In recent decades, biochemical science and technology has made tremendous progress. A recent survey among US universities has revealed that nearly half of academic funding is devoted to the life sciences [1], and a similar situation prevails in most other industrialized countries. In spite of this massive investment, the share of biotechnology in the production of energy and chemicals is small -educated estimates are in the range of 3% (R Diercks, BASF AG, personal communication). Thus, much remains to be done to develop the "biorefinery" concept (see, e.g. ref. [2]) from vision into reality.

To date, enzyme technology in industry has been mostly restricted to selective hydrolyses or ester/amide bond formations. Important unit operations in chemical synthesis such as C-C bond formation or selective oxidations have remained the domain of the synthetic organic chemist, who can find in his or her textbooks a vast number of protocols for the transformation of many, if not most types of possible structures. Enzymatic methods have been less successful in these domains, major stumbling blocks being the lack of enzymes with the required selectivity and the need for expensive cofactors such as NADH or ATP.

More recently, techniques such as protein engineering, directed evolution, co-factor regeneration, and metabolic engineering have opened up new avenues to remove these bottlenecks.
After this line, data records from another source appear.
impl RelayEngine {
    pub fn new(factory: Arc<dyn SurfaceFactory>, config: &RelayConfig) -> Arc<Self> {
        Arc::new_cyclic(|this| Self {
            this: this.clone(),
            factory,
            extractor: MetadataExtractor::new(config.metadata_tag, config.metadata_size),
            camera_consumer: ArcSwapOption::empty(),
            camera_producer: ArcSwapOption::empty(),
            encoder: ArcSwapOption::empty(),
            metadata_callback: ArcSwapOption::empty(),
            registry: InFlightRegistry::new(),
            frame_index: AtomicU32::new(0),
            claimed: AtomicBool::new(false),
            running: AtomicBool::new(false),
            stats: CachePadded::new(Stats::default()),
        })
    }

    /// Create the camera-facing consumer surface and start listening on it.
    ///
    /// The engine only starts running once every step succeeded; on failure
    /// anything created so far is dropped and the call may be retried.
    #[instrument(skip(self))]
    pub fn initialize(&self, width: u32, height: u32, format: PixelFormat) -> Result<(), InitError> {
        if width == 0 || height == 0 {
            return Err(InitError::InvalidGeometry { width, height });
        }
        if self
            .claimed
            .compare_exchange(false, true, Ordering::AcqRel, Ordering::Acquire)
            .is_err()
        {
            return Err(InitError::AlreadyInitialized);
        }

        match self.open_camera_surface(width, height, format) {
            Ok((consumer, producer)) => {
                self.camera_consumer.store(Some(Arc::new(consumer)));
                self.camera_producer.store(Some(Arc::new(producer)));
                self.running.store(true, Ordering::Release);
                info!("relay engine initialized");
                Ok(())
            }
            Err(e) => {
                self.claimed.store(false, Ordering::Release);
                error!(error = %e, "relay engine initialization failed");
                Err(e)
            }
        }
    }

    fn open_camera_surface(
        &self,
        width: u32,
        height: u32,
        format: PixelFormat,
    ) -> Result<(Arc<dyn ConsumerSurface>, Arc<dyn ProducerSurface>), InitError> {
        let consumer = self
            .factory
            .create_consumer()
            .ok_or(InitError::SurfaceCreation)?;

        consumer
            .set_default_size(width, height)
            .map_err(InitError::Configure)?;
        consumer
            .set_default_format(format)
            .map_err(InitError::Configure)?;
        consumer
            .set_default_usage(CAMERA_BUFFER_USAGE)
            .map_err(InitError::Configure)?;

        let listener = Arc::new(EngineListener(self.this.clone()));
        consumer
            .register_listener(listener)
            .map_err(InitError::ListenerRegistration)?;

        match consumer.producer() {
            Some(producer) => Ok((consumer, producer)),
            None => {
                consumer.unregister_listener();
                Err(InitError::ProducerUnavailable)
            }
        }
    }

    /// Producer surface the camera should write frames into
    pub fn upstream_handle(&self) -> Option<Arc<dyn ProducerSurface>> {
        load(&self.camera_producer)
    }

    /// Attach the encoder input surface and route its releases back here
    #[instrument(skip_all)]
    pub fn bind_downstream(&self, encoder: Option<Arc<dyn EncoderSurface>>) -> Result<(), BindError> {
        let Some(encoder) = encoder else {
            error!("encoder surface is null");
            return Err(BindError::InvalidHandle);
        };

        let engine = self.this.clone();
        encoder
            .register_release_listener(Box::new(move |buffer: Option<BufferHandle>, fence: Fence| {
                let Some(engine) = engine.upgrade() else {
                    return;
                };
                if let Err(e) = engine.handle_release(buffer, fence) {
                    error!(error = %e, code = e.code().as_i32(), "encoder release handling failed");
                }
            }))
            .map_err(|e| {
                error!(error = %e, "register release listener failed");
                BindError::RegistrationFailed(e)
            })?;

        self.encoder.store(Some(Arc::new(encoder)));
        info!("encoder surface bound");
        Ok(())
    }

    pub fn set_metadata_callback<F>(&self, callback: F)
    where
        F: Fn(FrameIndex, Bytes) + Send + Sync + 'static,
    {
        self.metadata_callback
            .store(Some(Arc::new(Box::new(callback) as MetadataCallback)));
    }

    pub fn clear_metadata_callback(&self) {
        self.metadata_callback.store(None);
    }

    #[instrument(level = "debug", skip_all)]
    fn relay_from_camera(&self) {
        let (Some(camera), Some(encoder)) = (load(&self.camera_consumer), load(&self.encoder))
        else {
            debug!("surfaces not ready");
            return;
        };

        let AcquiredBuffer {
            buffer,
            fence,
            timestamp,
            damage,
        } = match camera.acquire_buffer() {
            Ok(acquired) => acquired,
            Err(e) => {
                debug!(error = %e, "acquire from camera failed");
                return;
            }
        };
        debug!(%buffer, timestamp, fence = fence.raw(), ?damage, "acquired buffer from camera");

        if let Err(e) = fence.wait() {
            warn!(%buffer, error = %e, "camera fence wait failed");
            self.return_unforwarded(camera.as_ref(), &buffer);
            return;
        }
        fence.close();

        let index = self.frame_index.load(Ordering::Acquire);
        if let Some(blob) = self.extractor.extract(&buffer) {
            Stats::bump(&self.stats.metadata_frames);
            debug!(frame = index, len = blob.len(), "extracted sensor metadata");
            if let Some(callback) = self.metadata_callback.load_full() {
                callback(index, blob);
            }
        }

        // Registered before the encoder can see it, so a fast release
        // always finds its entry.
        if !self.registry.insert(buffer.clone()) {
            error!(%buffer, "buffer is already in flight, not forwarding");
            self.return_unforwarded(camera.as_ref(), &buffer);
            return;
        }

        match self.attach_to_encoder(encoder.as_ref(), &buffer, timestamp) {
            Ok(()) => {
                self.frame_index.fetch_add(1, Ordering::AcqRel);
                Stats::bump(&self.stats.frames_forwarded);
                metrics::counter!("relay_frames_forwarded").increment(1);
            }
            Err(e) => {
                error!(error = %e, "attach buffer to encoder failed");
                self.registry.remove(buffer.id());
                Stats::bump(&self.stats.forward_failures);
                metrics::counter!("relay_forward_failures").increment(1);
                self.return_unforwarded(camera.as_ref(), &buffer);
            }
        }
    }

    fn attach_to_encoder(
        &self,
        encoder: &dyn EncoderSurface,
        buffer: &BufferHandle,
        timestamp: i64,
    ) -> Result<(), RelayError> {
        let config = FlushConfig {
            damage: Rect::full(buffer.width(), buffer.height()),
            timestamp,
        };
        encoder
            .attach_and_flush(buffer, Fence::none(), config)
            .map_err(|source| RelayError::ForwardFailed {
                id: buffer.id(),
                source,
            })?;
        debug!(%buffer, "buffer attached to encoder");
        Ok(())
    }

    fn return_unforwarded(&self, camera: &dyn ConsumerSurface, buffer: &BufferHandle) {
        if let Err(e) = camera.release_buffer(buffer, Fence::none()) {
            error!(%buffer, error = %e, "release buffer back to camera failed");
            Stats::bump(&self.stats.return_failures);
            metrics::counter!("relay_return_failures").increment(1);
        }
    }

    /// Take a buffer released by the encoder and give it back to the camera.
    ///
    /// A release for a buffer that is not in flight is ignored. Failing to
    /// return the buffer to the camera is reported, since the camera pool
    /// shrinks by one buffer; it is not retried.
    #[instrument(level = "debug", skip_all)]
    pub fn handle_release(&self, buffer: Option<BufferHandle>, fence: Fence) -> Result<(), RelayError> {
        if !self.is_running() {
            debug!("release after teardown ignored");
            return Ok(());
        }
        let Some(buffer) = buffer else {
            error!("released buffer is null");
            return Ok(());
        };
        debug!(%buffer, fence = fence.raw(), "encoder released buffer");

        let Some(buffer) = self.registry.remove(buffer.id()) else {
            warn!(%buffer, "release for buffer not in flight ignored");
            Stats::bump(&self.stats.ignored_releases);
            metrics::counter!("relay_ignored_releases").increment(1);
            return Ok(());
        };

        match load(&self.encoder) {
            Some(encoder) => {
                if let Err(e) = encoder.request_and_detach(&buffer, &fence) {
                    warn!(%buffer, error = %e, "detach from encoder failed");
                    Stats::bump(&self.stats.detach_failures);
                }
            }
            None => warn!(%buffer, "encoder surface gone before detach"),
        }

        self.return_to_camera(&buffer, fence)
    }

    fn return_to_camera(&self, buffer: &BufferHandle, fence: Fence) -> Result<(), RelayError> {
        let result = match load(&self.camera_consumer) {
            Some(camera) => camera.release_buffer(buffer, fence),
            None => Err(QueueError::Abandoned),
        };
        match result {
            Ok(()) => {
                Stats::bump(&self.stats.buffers_returned);
                metrics::counter!("relay_buffers_returned").increment(1);
                debug!(%buffer, "buffer returned to camera");
                Ok(())
            }
            Err(source) => {
                Stats::bump(&self.stats.return_failures);
                metrics::counter!("relay_return_failures").increment(1);
                Err(RelayError::ReturnFailed {
                    id: buffer.id(),
                    source,
                })
            }
        }
    }

    /// Stop relaying and drop both surfaces and every in-flight buffer.
    /// Safe to call more than once.
    pub fn release(&self) {
        let was_running = self.running.swap(false, Ordering::AcqRel);

        if let Some(camera) = self.camera_consumer.swap(None) {
            camera.unregister_listener();
        }
        self.camera_producer.store(None);
        self.encoder.store(None);

        let dropped = self.registry.clear();
        if was_running {
            info!(dropped, "relay engine released");
        }
    }

    pub fn is_running(&self) -> bool {
        self.running.load(Ordering::Acquire)
    }

    /// Index the next forwarded frame will carry
    pub fn frame_index(&self) -> FrameIndex {
        self.frame_index.load(Ordering::Acquire)
    }

    pub fn in_flight(&self) -> usize {
        self.registry.len()
    }

    pub fn stats(&self) -> RelayStats {
        self.stats.snapshot(self.registry.len())
    }

    pub fn extractor(&self) -> MetadataExtractor {
        self.extractor
    }
}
In addition, new types of enzymes have appeared on the stage of enzyme technology. Thus, among the oxidizing enzymes cytochrome and flavine monooxygenases, a class of enzymes hitherto unknown in the context of enzyme technology, are now being hotly investigated for use in fine chemical selective oxidation. Also laccases, mostly known for their potential as bleaching agents for paper pulp, are just being rediscovered as candidates for selective biooxidation.

Research in advanced enzyme technology is global. In fact, a Japanese program on "Green Biotechnology", inaugurated as early as 2000 and now in its second 5-year cycle (S Shimizu, Coordinator of METI project "Green Biotechnology", personal communication), has made significant advances towards the design of selective oxidative enzymes.

It is thus our great privilege to have collected 12 contributions from leaders in this area of research with pharmaceutical or chemical backgrounds, from industry and from academia, working in Europe, the USA and Japan, to provide insight into the state of the art in work to turn oxidizing enzymes into a tool for the pharmaceutical and chemical industries.

At this point we wish to acknowledge the excellent cooperation of the authors of this book, who all submitted manuscripts and corrections on time and without any delay. Thanks are also due to Dr Waltraud Wuest and colleagues at Wiley-VCH Publishers in Weinheim, Germany, who did a proficient job in editing the manuscript, and to Mr Alexander Seifert of our institute who provided us with a fine graph for the cover.

Finally, we are grateful to the German Research Foundation (DFG) for financial support of the Cooperative Research Center "Selective oxidation using molecular oxygen" (SFB706) and the Ministry of Science, Research and the Arts Baden-Wuerttemberg for institutional funding.